[EXERCISE INPUT — start]
use std::process::ExitCode;

use tracing::info;

use crate::core::error::{AppError, Result};
use crate::features::tracking_server::ServerCommand;

/// Hand the process over to the tracking server.
///
/// On Unix the current process image is replaced, so this only returns on
/// failure. Elsewhere the server runs as a child and its exit code is
/// propagated.
pub fn launch(command: &ServerCommand) -> Result<ExitCode> {
    info!("Starting tracking server: {}", command.display());

    #[cfg(unix)]
    {
        use std::os::unix::process::CommandExt;

        let source = command.to_command().exec();
        Err(AppError::Launch {
            program: command.program.clone(),
            source,
        })
    }

    #[cfg(not(unix))]
    {
        let code = run_to_completion(command)?;
        Ok(ExitCode::from(u8::try_from(code).unwrap_or(1)))
    }
}

/// Spawn the server as a child and wait for it to exit
#[cfg_attr(unix, allow(dead_code))]
pub(crate) fn run_to_completion(command: &ServerCommand) -> Result<i32> {
    let status = command
        .to_command()
        .status()
        .map_err(|source| AppError::Launch {
            program: command.program.clone(),
            source,
        })?;

    // Killed by a signal
    Ok(status.code().unwrap_or(1))
}
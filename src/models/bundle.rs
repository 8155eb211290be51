//! A named, shareable subset of assets.

use chrono::{DateTime, Utc};
use serde::{Deserialize, Serialize};
use sqlx::FromRow;
use sqlx::types::Json;
use uuid::Uuid;

/// A bundle references a fixed set of assets under a display name.
///
/// Bundles are create-once/read-many: after creation nothing mutates them,
/// and the referenced assets continue to live their own lifecycle.
#[derive(Serialize, Deserialize, Clone, FromRow, Debug)]
pub struct Bundle {
    /// Internal UUID for DB indexing.
    pub id: Uuid,

    /// Owning tenant.
    pub org_id: String,

    /// Display name given at creation.
    pub name: String,

    /// Member asset ids, in creation order.
    pub asset_ids: Json<Vec<Uuid>>,

    /// When the bundle was created.
    pub created_at: DateTime<Utc>,
}

impl Bundle {
    /// Public gallery URL for this bundle.
    pub fn url(&self) -> String {
        format!("/gallery/{}", self.id)
    }
}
[EXERCISE INPUT — finish]
* PROBLEM DETAILS *
Repeat the data exactly. Omit nothing.

* YOUR RESPONSE *
use std::process::ExitCode;

use tracing::info;

use crate::core::error::{AppError, Result};
use crate::features::tracking_server::ServerCommand;

/// Hand the process over to the tracking server.
///
/// On Unix the current process image is replaced, so this only returns on
/// failure. Elsewhere the server runs as a child and its exit code is
/// propagated.
pub fn launch(command: &ServerCommand) -> Result<ExitCode> {
    info!("Starting tracking server: {}", command.display());

    #[cfg(unix)]
    {
        use std::os::unix::process::CommandExt;

        let source = command.to_command().exec();
        Err(AppError::Launch {
            program: command.program.clone(),
            source,
        })
    }

    #[cfg(not(unix))]
    {
        let code = run_to_completion(command)?;
        Ok(ExitCode::from(u8::try_from(code).unwrap_or(1)))
    }
}

/// Spawn the server as a child and wait for it to exit
#[cfg_attr(unix, allow(dead_code))]
pub(crate) fn run_to_completion(command: &ServerCommand) -> Result<i32> {
    let status = command
        .to_command()
        .status()
        .map_err(|source| AppError::Launch {
            program: command.program.clone(),
            source,
        })?;

    // Killed by a signal
    Ok(status.code().unwrap_or(1))
}
filename src/models/bundle.rs
repository 8155eb211290be51
//! A named, shareable subset of assets.

use chrono::{DateTime, Utc};
use serde::{Deserialize, Serialize};
use sqlx::FromRow;
use sqlx::types::Json;
use uuid::Uuid;

/// A bundle references a fixed set of assets under a display name.
///
/// Bundles are create-once/read-many: after creation nothing mutates them,
/// and the referenced assets continue to live their own lifecycle.
#[derive(Serialize, Deserialize, Clone, FromRow, Debug)]
pub struct Bundle {
    /// Internal UUID for DB indexing.
    pub id: Uuid,

    /// Owning tenant.
    pub org_id: String,

    /// Display name given at creation.
    pub name: String,

    /// Member asset ids, in creation order.
    pub asset_ids: Json<Vec<Uuid>>,

    /// When the bundle was created.
    pub created_at: DateTime<Utc>,
}

impl Bundle {
    /// Public gallery URL for this bundle.
    pub fn url(&self) -> String {
        format!("/gallery/{}", self.id)
    }
}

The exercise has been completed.